● **What you will do**
Once you have located the line containing "let mut policy" in the material below, return it exactly along with each line after it through the line containing "reader.mode(&root, &mut policy);".

● **Provided data**
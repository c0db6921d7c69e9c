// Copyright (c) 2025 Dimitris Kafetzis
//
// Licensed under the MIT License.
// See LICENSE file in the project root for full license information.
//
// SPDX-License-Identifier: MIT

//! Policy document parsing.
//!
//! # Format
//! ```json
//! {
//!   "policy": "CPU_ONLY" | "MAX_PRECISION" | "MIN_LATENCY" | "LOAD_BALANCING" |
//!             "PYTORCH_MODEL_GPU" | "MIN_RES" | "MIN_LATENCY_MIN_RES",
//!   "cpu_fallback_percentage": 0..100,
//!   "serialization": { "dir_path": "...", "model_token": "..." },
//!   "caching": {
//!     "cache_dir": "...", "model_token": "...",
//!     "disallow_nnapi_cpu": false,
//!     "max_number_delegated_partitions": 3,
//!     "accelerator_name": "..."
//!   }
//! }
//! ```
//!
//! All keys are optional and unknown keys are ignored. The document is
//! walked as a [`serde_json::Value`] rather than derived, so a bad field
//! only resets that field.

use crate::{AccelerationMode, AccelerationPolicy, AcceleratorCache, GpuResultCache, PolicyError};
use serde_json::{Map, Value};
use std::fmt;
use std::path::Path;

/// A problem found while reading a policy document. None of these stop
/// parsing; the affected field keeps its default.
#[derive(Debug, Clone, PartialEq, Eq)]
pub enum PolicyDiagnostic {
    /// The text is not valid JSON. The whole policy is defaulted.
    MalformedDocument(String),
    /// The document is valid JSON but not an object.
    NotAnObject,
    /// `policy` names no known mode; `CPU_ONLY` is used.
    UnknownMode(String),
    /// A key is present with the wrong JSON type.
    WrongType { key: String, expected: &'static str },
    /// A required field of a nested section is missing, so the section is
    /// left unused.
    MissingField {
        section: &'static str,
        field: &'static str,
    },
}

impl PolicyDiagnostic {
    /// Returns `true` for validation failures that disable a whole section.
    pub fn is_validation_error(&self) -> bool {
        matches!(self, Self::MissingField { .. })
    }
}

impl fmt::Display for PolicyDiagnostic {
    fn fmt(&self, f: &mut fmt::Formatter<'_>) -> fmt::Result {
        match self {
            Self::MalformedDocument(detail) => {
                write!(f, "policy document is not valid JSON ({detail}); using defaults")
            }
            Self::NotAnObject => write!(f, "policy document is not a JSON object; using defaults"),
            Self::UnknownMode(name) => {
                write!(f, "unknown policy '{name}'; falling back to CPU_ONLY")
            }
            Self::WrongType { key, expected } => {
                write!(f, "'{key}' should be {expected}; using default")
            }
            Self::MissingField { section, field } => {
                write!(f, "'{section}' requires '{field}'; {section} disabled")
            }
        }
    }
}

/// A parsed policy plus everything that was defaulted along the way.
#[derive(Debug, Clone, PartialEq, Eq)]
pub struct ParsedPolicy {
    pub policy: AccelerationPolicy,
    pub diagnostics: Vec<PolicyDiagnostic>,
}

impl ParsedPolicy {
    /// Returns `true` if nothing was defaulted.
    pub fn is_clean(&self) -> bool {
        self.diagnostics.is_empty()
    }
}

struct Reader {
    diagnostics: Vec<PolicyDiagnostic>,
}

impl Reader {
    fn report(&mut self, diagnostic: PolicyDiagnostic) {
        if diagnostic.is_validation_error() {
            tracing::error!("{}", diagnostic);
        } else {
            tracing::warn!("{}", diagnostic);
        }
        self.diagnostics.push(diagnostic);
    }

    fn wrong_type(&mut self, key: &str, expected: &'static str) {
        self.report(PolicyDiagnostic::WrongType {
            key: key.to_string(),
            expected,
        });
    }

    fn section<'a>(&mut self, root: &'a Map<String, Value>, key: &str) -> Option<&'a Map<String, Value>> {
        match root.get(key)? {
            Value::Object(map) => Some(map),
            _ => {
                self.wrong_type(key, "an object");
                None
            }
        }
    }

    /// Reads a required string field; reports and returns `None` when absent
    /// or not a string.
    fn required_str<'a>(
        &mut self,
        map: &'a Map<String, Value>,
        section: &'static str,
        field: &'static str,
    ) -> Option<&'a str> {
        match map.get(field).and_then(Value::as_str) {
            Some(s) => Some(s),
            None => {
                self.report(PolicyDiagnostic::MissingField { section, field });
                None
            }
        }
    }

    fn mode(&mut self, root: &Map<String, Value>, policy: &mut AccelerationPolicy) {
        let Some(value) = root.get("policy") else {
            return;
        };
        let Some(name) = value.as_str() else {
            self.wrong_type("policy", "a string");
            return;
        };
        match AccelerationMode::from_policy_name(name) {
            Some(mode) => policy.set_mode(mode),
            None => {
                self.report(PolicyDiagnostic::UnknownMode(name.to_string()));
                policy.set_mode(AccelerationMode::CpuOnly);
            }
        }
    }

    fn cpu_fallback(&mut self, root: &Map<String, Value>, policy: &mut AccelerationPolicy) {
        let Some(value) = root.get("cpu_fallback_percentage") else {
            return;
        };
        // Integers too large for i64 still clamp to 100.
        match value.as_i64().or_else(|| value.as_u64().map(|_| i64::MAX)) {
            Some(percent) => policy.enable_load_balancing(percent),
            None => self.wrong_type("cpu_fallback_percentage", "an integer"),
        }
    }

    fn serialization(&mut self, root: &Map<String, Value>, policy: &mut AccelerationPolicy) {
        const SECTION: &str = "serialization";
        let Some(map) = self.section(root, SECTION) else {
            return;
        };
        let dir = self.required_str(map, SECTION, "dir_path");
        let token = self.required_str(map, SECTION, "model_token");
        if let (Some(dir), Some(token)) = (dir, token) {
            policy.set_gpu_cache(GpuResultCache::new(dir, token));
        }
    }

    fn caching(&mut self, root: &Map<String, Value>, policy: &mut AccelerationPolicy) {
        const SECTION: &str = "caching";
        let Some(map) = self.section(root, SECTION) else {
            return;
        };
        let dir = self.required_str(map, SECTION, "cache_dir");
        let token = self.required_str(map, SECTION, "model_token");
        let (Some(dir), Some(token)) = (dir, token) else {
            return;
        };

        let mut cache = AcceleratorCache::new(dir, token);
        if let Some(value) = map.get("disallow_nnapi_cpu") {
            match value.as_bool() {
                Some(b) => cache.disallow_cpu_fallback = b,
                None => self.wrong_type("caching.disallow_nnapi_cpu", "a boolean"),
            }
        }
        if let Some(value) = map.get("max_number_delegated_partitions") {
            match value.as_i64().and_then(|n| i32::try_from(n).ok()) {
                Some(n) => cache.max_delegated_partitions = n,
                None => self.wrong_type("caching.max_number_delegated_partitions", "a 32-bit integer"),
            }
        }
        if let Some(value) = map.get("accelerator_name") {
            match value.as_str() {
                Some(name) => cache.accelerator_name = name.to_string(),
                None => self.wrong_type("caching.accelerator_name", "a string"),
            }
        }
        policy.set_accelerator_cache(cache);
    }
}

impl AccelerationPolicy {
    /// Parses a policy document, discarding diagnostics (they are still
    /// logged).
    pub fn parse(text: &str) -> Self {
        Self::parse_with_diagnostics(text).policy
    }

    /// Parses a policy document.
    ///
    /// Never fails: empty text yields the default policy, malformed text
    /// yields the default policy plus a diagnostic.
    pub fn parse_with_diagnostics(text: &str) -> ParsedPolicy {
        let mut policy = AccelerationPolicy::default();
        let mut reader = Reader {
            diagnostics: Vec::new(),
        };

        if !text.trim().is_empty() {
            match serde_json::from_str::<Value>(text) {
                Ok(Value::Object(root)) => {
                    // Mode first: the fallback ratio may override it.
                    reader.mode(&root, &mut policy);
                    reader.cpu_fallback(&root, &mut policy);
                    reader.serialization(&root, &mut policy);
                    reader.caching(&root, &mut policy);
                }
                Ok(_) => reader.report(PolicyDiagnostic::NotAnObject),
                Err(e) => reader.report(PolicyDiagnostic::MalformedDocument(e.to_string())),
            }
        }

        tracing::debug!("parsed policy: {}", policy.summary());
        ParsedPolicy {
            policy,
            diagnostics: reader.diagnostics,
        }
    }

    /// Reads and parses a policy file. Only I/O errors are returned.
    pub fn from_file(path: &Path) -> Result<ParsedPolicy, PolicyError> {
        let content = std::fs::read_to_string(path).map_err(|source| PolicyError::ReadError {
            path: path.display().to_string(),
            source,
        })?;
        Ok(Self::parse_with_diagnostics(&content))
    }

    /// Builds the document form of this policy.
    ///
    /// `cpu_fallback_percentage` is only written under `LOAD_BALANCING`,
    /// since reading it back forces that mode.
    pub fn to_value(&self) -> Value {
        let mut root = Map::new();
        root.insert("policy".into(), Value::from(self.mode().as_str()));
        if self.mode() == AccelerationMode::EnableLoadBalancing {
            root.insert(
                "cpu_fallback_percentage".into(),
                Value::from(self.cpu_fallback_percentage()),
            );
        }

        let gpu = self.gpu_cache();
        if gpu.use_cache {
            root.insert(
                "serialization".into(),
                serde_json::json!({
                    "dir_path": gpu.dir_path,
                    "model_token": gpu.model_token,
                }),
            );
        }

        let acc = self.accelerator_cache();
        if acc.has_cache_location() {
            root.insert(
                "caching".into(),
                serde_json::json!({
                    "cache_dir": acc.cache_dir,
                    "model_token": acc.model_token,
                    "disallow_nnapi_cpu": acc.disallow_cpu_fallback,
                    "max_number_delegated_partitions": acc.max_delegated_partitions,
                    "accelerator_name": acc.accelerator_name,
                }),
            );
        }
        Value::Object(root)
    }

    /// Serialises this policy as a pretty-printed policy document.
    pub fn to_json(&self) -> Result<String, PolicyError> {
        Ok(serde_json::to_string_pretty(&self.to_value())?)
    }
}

● **Answer section**
        let mut policy = AccelerationPolicy::default();
        let mut reader = Reader {
            diagnostics: Vec::new(),
        };

        if !text.trim().is_empty() {
            match serde_json::from_str::<Value>(text) {
                Ok(Value::Object(root)) => {
                    // Mode first: the fallback ratio may override it.
                    reader.mode(&root, &mut policy);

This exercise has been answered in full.